▶ HOW TO COMPLETE THIS TASK: Report the number of lines in the entries below that include the word "drain", and nothing else.

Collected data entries
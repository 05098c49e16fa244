use std::{
    fs, io,
    path::{Path, PathBuf},
};

use tracing::info;
use walkdir::WalkDir;

/// Replace `dest` wholesale with a recursive copy of `source`.
///
/// Anything previously at `dest` is removed first, so re-importing never
/// merges old and new contents. A failure part-way leaves a partial copy.
/// Returns the number of files copied.
pub fn replace_tree(source: &Path, dest: &Path) -> io::Result<u64> {
    remove_path(dest)?;
    copy_tree(source, dest)
}

/// Recursively copy `source` into `dest`, creating directories as needed.
pub fn copy_tree(source: &Path, dest: &Path) -> io::Result<u64> {
    let mut copied = 0;
    fs::create_dir_all(dest)?;

    for entry in WalkDir::new(source).follow_links(true) {
        let entry = entry?;
        let relative = entry
            .path()
            .strip_prefix(source)
            .map_err(io::Error::other)?;
        let target = dest.join(relative);

        if entry.file_type().is_dir() {
            fs::create_dir_all(&target)?;
        } else {
            if let Some(parent) = target.parent() {
                fs::create_dir_all(parent)?;
            }
            fs::copy(entry.path(), &target)?;
            copied += 1;
        }
    }

    info!(
        files = copied,
        "copied {} to {}",
        source.display(),
        dest.display()
    );
    Ok(copied)
}

/// Remove a file or directory tree; a missing path is not an error.
pub fn remove_path(path: &Path) -> io::Result<()> {
    match fs::symlink_metadata(path) {
        Ok(meta) if meta.is_dir() => fs::remove_dir_all(path),
        Ok(_) => fs::remove_file(path),
        Err(err) if err.kind() == io::ErrorKind::NotFound => Ok(()),
        Err(err) => Err(err),
    }
}

/// First file in `dist_dir` (by name) whose extension matches `extension`.
pub fn find_installer(dist_dir: &Path, extension: &str) -> io::Result<Option<PathBuf>> {
    let mut candidates: Vec<PathBuf> = fs::read_dir(dist_dir)?
        .filter_map(|entry| entry.ok())
        .filter(|entry| entry.file_type().map(|ft| ft.is_file()).unwrap_or(false))
        .map(|entry| entry.path())
        .filter(|path| {
            path.extension()
                .and_then(|ext| ext.to_str())
                .map(|ext| ext.eq_ignore_ascii_case(extension))
                .unwrap_or(false)
        })
        .collect();

    candidates.sort();
    Ok(candidates.into_iter().next())
}
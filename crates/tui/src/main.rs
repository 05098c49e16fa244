mod app;

use anyhow::{Context, Result};
use std::{
    fs::{self, OpenOptions},
    path::PathBuf,
    sync::Mutex,
};

use rmmvz_core::{
    config::{self, AppConfig},
    ChannelPrompter, Launcher, SystemToolchain,
};
use tokio::sync::mpsc;
use tracing::info;
use tracing_subscriber::{prelude::*, EnvFilter};

const EVENT_CAPACITY: usize = 256;
const DIALOG_CAPACITY: usize = 8;

#[tokio::main]
async fn main() -> Result<()> {
    let log_path = init_logging()?;

    let config_path = config::ensure_default_config()?;
    let config = AppConfig::load()?;
    info!(
        config = %config_path.display(),
        log = %log_path.display(),
        "launcher starting"
    );

    let (events_tx, events_rx) = mpsc::channel(EVENT_CAPACITY);
    let (prompter, dialogs_rx) = ChannelPrompter::channel(DIALOG_CAPACITY);
    let tools = SystemToolchain::new(&config);
    let launcher = Launcher::new(config, tools, prompter, events_tx);

    let mut app = app::LauncherApp::new(launcher, events_rx, dialogs_rx);
    app.run().await
}

// The terminal owns stdout, so logs only go to a file.
fn init_logging() -> Result<PathBuf> {
    let log_dir = log_root(dirs::data_local_dir(), std::env::current_dir)?.join("logs");
    fs::create_dir_all(&log_dir)
        .with_context(|| format!("failed to create log directory {}", log_dir.display()))?;
    let log_path = log_dir.join("rmmvz-launcher.log");

    let log_file = OpenOptions::new()
        .create(true)
        .append(true)
        .open(&log_path)
        .with_context(|| format!("failed to open log file {}", log_path.display()))?;

    let env_filter = EnvFilter::try_from_default_env().unwrap_or_else(|_| EnvFilter::new("info"));

    let file_layer = tracing_subscriber::fmt::layer()
        .with_target(true)
        .with_ansi(false)
        .compact()
        .with_writer(Mutex::new(log_file));

    tracing_subscriber::registry()
        .with(env_filter)
        .with(file_layer)
        .init();

    Ok(log_path)
}

// The working directory is only consulted when there is no platform data dir.
fn log_root(
    data_dir: Option<PathBuf>,
    fallback: impl FnOnce() -> std::io::Result<PathBuf>,
) -> Result<PathBuf> {
    match data_dir {
        Some(dir) => Ok(dir.join("rmmvz-launcher")),
        None => fallback().context("no data directory and no working directory for logs"),
    }
}

#[cfg(test)]
mod tests {
    use super::*;
    use std::io;

    #[test]
    fn data_dir_wins_without_touching_working_dir() -> Result<()> {
        let root = log_root(Some(PathBuf::from("/data")), || {
            Err(io::Error::new(io::ErrorKind::NotFound, "cwd removed"))
        })?;
        assert_eq!(root, PathBuf::from("/data").join("rmmvz-launcher"));
        Ok(())
    }

    #[test]
    fn working_dir_is_the_fallback() -> Result<()> {
        let root = log_root(None, || Ok(PathBuf::from("/work")))?;
        assert_eq!(root, PathBuf::from("/work"));
        assert!(log_root(None, || Err(io::Error::new(io::ErrorKind::NotFound, "gone"))).is_err());
        Ok(())
    }
}
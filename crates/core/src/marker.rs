//! Project marker stored at the root of every launcher-managed project.

use std::{
    fs,
    io::{self, Write},
    path::{Path, PathBuf},
};

use chrono::{DateTime, SecondsFormat, Utc};
use serde::{Deserialize, Deserializer, Serialize};
use serde_json::Value;
use tempfile::NamedTempFile;

/// File name of the marker; its presence alone makes a directory a project.
pub const MARKER_FILE_NAME: &str = ".rmmvzlauncher.json";

/// Errors raised when reading or writing a project marker.
#[derive(Debug, thiserror::Error)]
pub enum MarkerError {
    /// No marker file exists at the expected location.
    #[error("no project marker at {}", .0.display())]
    NotFound(PathBuf),
    /// The marker exists but is not JSON.
    #[error("project marker {} is corrupt: {source}", .path.display())]
    Corrupt {
        /// Marker file path.
        path: PathBuf,
        /// Parser failure.
        #[source]
        source: serde_json::Error,
    },
    /// Filesystem failure while accessing the marker.
    #[error("failed to access project marker {}: {source}", .path.display())]
    Io {
        /// Marker file path.
        path: PathBuf,
        /// Underlying I/O error.
        #[source]
        source: io::Error,
    },
}

/// Identifier record associating a directory with this launcher.
///
/// Only the file's presence identifies a project, so fields of the wrong
/// type are read as absent instead of failing the whole marker.
#[derive(Debug, Clone, Default, PartialEq, Eq, Serialize, Deserialize)]
#[serde(rename_all = "camelCase")]
pub struct ProjectMarker {
    /// Tag of the tool that created the project.
    #[serde(default, deserialize_with = "string_or_empty")]
    pub launcher: String,
    /// Creation timestamp as written, normally RFC 3339.
    #[serde(default, deserialize_with = "string_only")]
    pub created: Option<String>,
    /// Logical project name chosen by the user.
    #[serde(default, deserialize_with = "string_only")]
    pub project_name: Option<String>,
}

impl ProjectMarker {
    /// Build a fresh marker stamped with the current time.
    pub fn new(launcher: impl Into<String>, project_name: impl Into<String>) -> Self {
        Self {
            launcher: launcher.into(),
            created: Some(Utc::now().to_rfc3339_opts(SecondsFormat::Millis, true)),
            project_name: Some(project_name.into()),
        }
    }

    /// Creation time, when `created` holds an RFC 3339 timestamp.
    pub fn created_at(&self) -> Option<DateTime<Utc>> {
        let created = self.created.as_deref()?;
        DateTime::parse_from_rfc3339(created)
            .ok()
            .map(|at| at.with_timezone(&Utc))
    }

    /// Project name recorded in the marker, or the base name of `project_root`.
    pub fn display_name(&self, project_root: &Path) -> String {
        self.project_name
            .as_deref()
            .map(str::trim)
            .filter(|name| !name.is_empty())
            .map(str::to_string)
            .unwrap_or_else(|| base_name(project_root))
    }

    /// Read the marker stored at `project_root`.
    pub fn read(project_root: impl AsRef<Path>) -> Result<Self, MarkerError> {
        let path = marker_path(project_root);
        let contents = match fs::read_to_string(&path) {
            Ok(contents) => contents,
            Err(err) if err.kind() == io::ErrorKind::NotFound => {
                return Err(MarkerError::NotFound(path));
            }
            Err(source) => return Err(MarkerError::Io { path, source }),
        };
        let value: Value = serde_json::from_str(&contents)
            .map_err(|source| MarkerError::Corrupt { path: path.clone(), source })?;
        if !value.is_object() {
            return Ok(Self::default());
        }
        serde_json::from_value(value).map_err(|source| MarkerError::Corrupt { path, source })
    }

    /// Atomically persist the marker into an existing `project_root`.
    pub fn write(&self, project_root: impl AsRef<Path>) -> Result<PathBuf, MarkerError> {
        let project_root = project_root.as_ref();
        let path = marker_path(project_root);
        let io_err = |source: io::Error| MarkerError::Io {
            path: path.clone(),
            source,
        };

        let serialized = serde_json::to_vec_pretty(self)
            .map_err(|source| io_err(io::Error::new(io::ErrorKind::InvalidData, source)))?;
        // The temp file lives next to the target so the rename stays on one filesystem.
        let mut staged = NamedTempFile::new_in(project_root).map_err(io_err)?;
        staged.write_all(&serialized).map_err(io_err)?;
        staged.as_file().sync_all().map_err(io_err)?;
        staged.persist(&path).map_err(|err| io_err(err.error))?;
        Ok(path)
    }
}

/// Path of the marker file inside `project_root`.
pub fn marker_path(project_root: impl AsRef<Path>) -> PathBuf {
    project_root.as_ref().join(MARKER_FILE_NAME)
}

fn string_only<'de, D>(deserializer: D) -> Result<Option<String>, D::Error>
where
    D: Deserializer<'de>,
{
    Ok(match Value::deserialize(deserializer)? {
        Value::String(text) => Some(text),
        _ => None,
    })
}

fn string_or_empty<'de, D>(deserializer: D) -> Result<String, D::Error>
where
    D: Deserializer<'de>,
{
    string_only(deserializer).map(Option::unwrap_or_default)
}

pub(crate) fn base_name(path: &Path) -> String {
    path.file_name()
        .map(|name| name.to_string_lossy().to_string())
        .unwrap_or_else(|| path.display().to_string())
}

#[cfg(test)]
mod tests {
    use super::*;
    use tempfile::tempdir;

    #[test]
    fn marker_round_trip() -> anyhow::Result<()> {
        let dir = tempdir()?;
        let marker = ProjectMarker::new("RMMVZ-Launcher-Free-Tier", "Foo");
        let path = marker.write(dir.path())?;
        assert_eq!(path, dir.path().join(MARKER_FILE_NAME));

        let read = ProjectMarker::read(dir.path())?;
        assert_eq!(read.project_name.as_deref(), Some("Foo"));
        assert_eq!(read.launcher, "RMMVZ-Launcher-Free-Tier");
        assert_eq!(read, marker);
        Ok(())
    }

    #[test]
    fn marker_uses_camel_case_keys() -> anyhow::Result<()> {
        let dir = tempdir()?;
        ProjectMarker::new("tag", "Foo").write(dir.path())?;
        let raw: serde_json::Value =
            serde_json::from_str(&fs::read_to_string(marker_path(dir.path()))?)?;
        assert_eq!(raw["projectName"], "Foo");
        assert_eq!(raw["launcher"], "tag");
        assert!(raw["created"].is_string());
        Ok(())
    }

    #[test]
    fn missing_marker_is_not_found() -> anyhow::Result<()> {
        let dir = tempdir()?;
        let err = ProjectMarker::read(dir.path()).unwrap_err();
        assert!(matches!(err, MarkerError::NotFound(_)));
        Ok(())
    }

    #[test]
    fn garbage_marker_is_corrupt() -> anyhow::Result<()> {
        let dir = tempdir()?;
        fs::write(marker_path(dir.path()), "not json at all")?;
        let err = ProjectMarker::read(dir.path()).unwrap_err();
        assert!(matches!(err, MarkerError::Corrupt { .. }));
        Ok(())
    }

    #[test]
    fn foreign_marker_falls_back_to_directory_name() -> anyhow::Result<()> {
        let dir = tempdir()?;
        let root = dir.path().join("Legacy Project");
        fs::create_dir_all(&root)?;
        fs::write(marker_path(&root), r#"{ "launcher": "older-build" }"#)?;

        let marker = ProjectMarker::read(&root)?;
        assert_eq!(marker.project_name, None);
        assert_eq!(marker.display_name(&root), "Legacy Project");
        Ok(())
    }

    #[test]
    fn loosely_typed_fields_do_not_reject_the_project() -> anyhow::Result<()> {
        let dir = tempdir()?;
        let root = dir.path().join("Old Quest");
        fs::create_dir_all(&root)?;

        fs::write(
            marker_path(&root),
            r#"{"launcher":"RMMVZ-Launcher-Free-Tier","created":"2024-05-01","projectName":"Foo"}"#,
        )?;
        let marker = ProjectMarker::read(&root)?;
        assert_eq!(marker.created.as_deref(), Some("2024-05-01"));
        assert_eq!(marker.created_at(), None);
        assert_eq!(marker.display_name(&root), "Foo");

        fs::write(
            marker_path(&root),
            r#"{"launcher":7,"created":1714521600000,"projectName":["Foo"],"extra":true}"#,
        )?;
        let marker = ProjectMarker::read(&root)?;
        assert_eq!(marker, ProjectMarker::default());
        assert_eq!(marker.display_name(&root), "Old Quest");

        fs::write(marker_path(&root), "[]")?;
        assert_eq!(ProjectMarker::read(&root)?, ProjectMarker::default());
        Ok(())
    }

    #[test]
    fn fresh_marker_timestamp_parses() {
        let marker = ProjectMarker::new("tag", "Foo");
        assert!(marker.created_at().is_some());
    }

    #[test]
    fn write_into_missing_root_fails() {
        let dir = tempdir().unwrap();
        let err = ProjectMarker::new("tag", "Foo")
            .write(dir.path().join("missing"))
            .unwrap_err();
        assert!(matches!(err, MarkerError::Io { .. }));
    }
}
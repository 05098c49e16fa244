use std::{
    fs, io,
    path::{Path, PathBuf},
};

use tracing::info;

use super::Launcher;
use crate::{
    dialog::Prompter,
    error::LaunchError,
    events::LauncherEvent,
    marker::base_name,
    models::{ImportStatus, ProjectState},
    project::{detect_game_folder, game_destination, replace_tree, validate_game_asset_source},
    tools::Toolchain,
};

const PICK_TITLE: &str = "Select RPG Maker Game Folder";
const INVALID_SOURCE: &str = "The selected folder does not contain www/index.html. \
     Please select a valid RPG Maker MV/MZ exported game folder.";

impl<T: Toolchain, P: Prompter> Launcher<T, P> {
    /// Copy an exported game into `project_root/src/Project Files/<name>`.
    ///
    /// An existing folder of the same name is replaced, never merged. On
    /// success an import-status event is emitted and the refreshed project
    /// state returned.
    pub async fn import_game(
        &self,
        project_name: &str,
        project_root: &Path,
    ) -> Result<ProjectState, LaunchError> {
        let source = self
            .prompter()
            .pick_directory(PICK_TITLE)
            .await
            .ok_or(LaunchError::Cancelled)?;

        if !validate_game_asset_source(&source) {
            return Err(LaunchError::validation(INVALID_SOURCE));
        }

        let game_folder_name = base_name(&source);
        let destination = game_destination(project_root, &game_folder_name);
        if overlaps(&source, &destination) {
            return Err(LaunchError::validation(
                "The selected game folder is already part of this project.",
            ));
        }

        let _lease = self.guard().acquire(project_root)?;
        info!(
            project = %project_name,
            "importing {} into {}",
            source.display(),
            destination.display()
        );

        let copy_dest = destination.clone();
        tokio::task::spawn_blocking(move || replace_tree(&source, &copy_dest))
            .await
            .map_err(io::Error::other)
            .and_then(|result| result)
            .map_err(|err| LaunchError::io("failed to copy game into", &destination, err))?;

        self.emit(LauncherEvent::ImportStatus {
            project_name: project_name.to_string(),
            status: ImportStatus::Success,
            message: format!("Game imported successfully to {}", destination.display()),
        })
        .await;

        let game = detect_game_folder(project_root);
        Ok(ProjectState::new(project_name, project_root, game))
    }
}

// Copying a folder onto itself, or into its own subtree, would destroy or
// endlessly grow the source.
fn overlaps(source: &Path, destination: &Path) -> bool {
    let source = canonical(source);
    let destination = canonical(destination);
    destination.starts_with(&source) || source.starts_with(&destination)
}

fn canonical(path: &Path) -> PathBuf {
    fs::canonicalize(path).unwrap_or_else(|_| {
        match (path.parent().map(canonical), path.file_name()) {
            (Some(parent), Some(name)) => parent.join(name),
            _ => path.to_path_buf(),
        }
    })
}

#[cfg(test)]
mod tests {
    use super::*;
    use crate::{
        events::LauncherCommand,
        project::project_files_dir,
        workflow::testing::{drain, launcher, FakeToolchain, Scripted, Shown},
    };
    use tempfile::tempdir;

    fn exported_game(parent: &Path, name: &str, file: &str) -> anyhow::Result<PathBuf> {
        let game = parent.join(name);
        fs::create_dir_all(game.join("www"))?;
        fs::write(game.join("www").join("index.html"), "<html></html>")?;
        fs::write(game.join("www").join(file), file)?;
        Ok(game)
    }

    fn import_command(root: &Path) -> LauncherCommand {
        LauncherCommand::ImportGame {
            project_name: "MyGame".to_string(),
            project_root: root.to_path_buf(),
        }
    }

    #[tokio::test]
    async fn imports_game_and_refreshes_project() -> anyhow::Result<()> {
        let temp = tempdir()?;
        let root = temp.path().join("project");
        fs::create_dir_all(&root)?;
        let source = exported_game(temp.path(), "Quest", "data.json")?;

        let prompter = Scripted::default().directory(Some(source));
        let (launcher, mut events) = launcher(FakeToolchain::default(), prompter);
        launcher.handle(import_command(&root)).await;

        let dest = game_destination(&root, "Quest");
        assert!(dest.join("www").join("data.json").is_file());
        assert_eq!(
            drain(&mut events),
            vec![
                LauncherEvent::ImportStatus {
                    project_name: "MyGame".to_string(),
                    status: ImportStatus::Success,
                    message: format!("Game imported successfully to {}", dest.display()),
                },
                LauncherEvent::OpenProject(ProjectState {
                    project_name: "MyGame".to_string(),
                    project_root: root.clone(),
                    has_game: true,
                    game_folder_name: Some("Quest".to_string()),
                }),
            ]
        );
        Ok(())
    }

    #[tokio::test]
    async fn invalid_source_mutates_nothing() -> anyhow::Result<()> {
        let temp = tempdir()?;
        let root = temp.path().join("project");
        fs::create_dir_all(&root)?;
        let source = temp.path().join("NotAGame");
        fs::create_dir_all(&source)?;
        fs::write(source.join("readme.txt"), "nope")?;

        let prompter = Scripted::default().directory(Some(source));
        let (launcher, mut events) = launcher(FakeToolchain::default(), prompter);
        launcher.handle(import_command(&root)).await;

        assert!(!project_files_dir(&root).exists());
        assert!(drain(&mut events).is_empty());
        assert_eq!(
            launcher.prompter().shown(),
            vec![Shown::Error {
                title: "Invalid Game Folder".to_string(),
                message: INVALID_SOURCE.to_string(),
            }]
        );
        Ok(())
    }

    #[tokio::test]
    async fn reimport_replaces_instead_of_merging() -> anyhow::Result<()> {
        let temp = tempdir()?;
        let root = temp.path().join("project");
        fs::create_dir_all(&root)?;
        let first = exported_game(&temp.path().join("v1"), "Quest", "old.js")?;
        let second = exported_game(&temp.path().join("v2"), "Quest", "new.js")?;

        let prompter = Scripted::default()
            .directory(Some(first))
            .directory(Some(second));
        let (launcher, _events) = launcher(FakeToolchain::default(), prompter);
        launcher.import_game("MyGame", &root).await?;
        launcher.import_game("MyGame", &root).await?;

        let www = game_destination(&root, "Quest").join("www");
        assert!(!www.join("old.js").exists());
        assert!(www.join("new.js").is_file());
        Ok(())
    }

    #[tokio::test]
    async fn importing_the_projects_own_game_is_rejected() -> anyhow::Result<()> {
        let temp = tempdir()?;
        let root = temp.path().join("project");
        let existing = exported_game(&project_files_dir(&root), "Quest", "keep.js")?;

        let prompter = Scripted::default().directory(Some(existing.clone()));
        let (launcher, _events) = launcher(FakeToolchain::default(), prompter);
        let err = launcher.import_game("MyGame", &root).await.unwrap_err();

        assert!(matches!(err, LaunchError::Validation(_)));
        assert!(existing.join("www").join("keep.js").is_file());
        Ok(())
    }

    #[tokio::test]
    async fn busy_project_is_not_touched() -> anyhow::Result<()> {
        let temp = tempdir()?;
        let root = temp.path().join("project");
        fs::create_dir_all(&root)?;
        let source = exported_game(temp.path(), "Quest", "data.json")?;

        let prompter = Scripted::default().directory(Some(source));
        let (launcher, mut events) = launcher(FakeToolchain::default(), prompter);
        let _held = launcher.guard().acquire(&root)?;
        launcher.handle(import_command(&root)).await;

        assert!(!project_files_dir(&root).exists());
        assert!(drain(&mut events).is_empty());
        assert!(matches!(
            launcher.prompter().shown().as_slice(),
            [Shown::Error { title, .. }] if title == "Project Busy"
        ));
        Ok(())
    }
}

▶ OUTPUT FOR THIS TASK: 4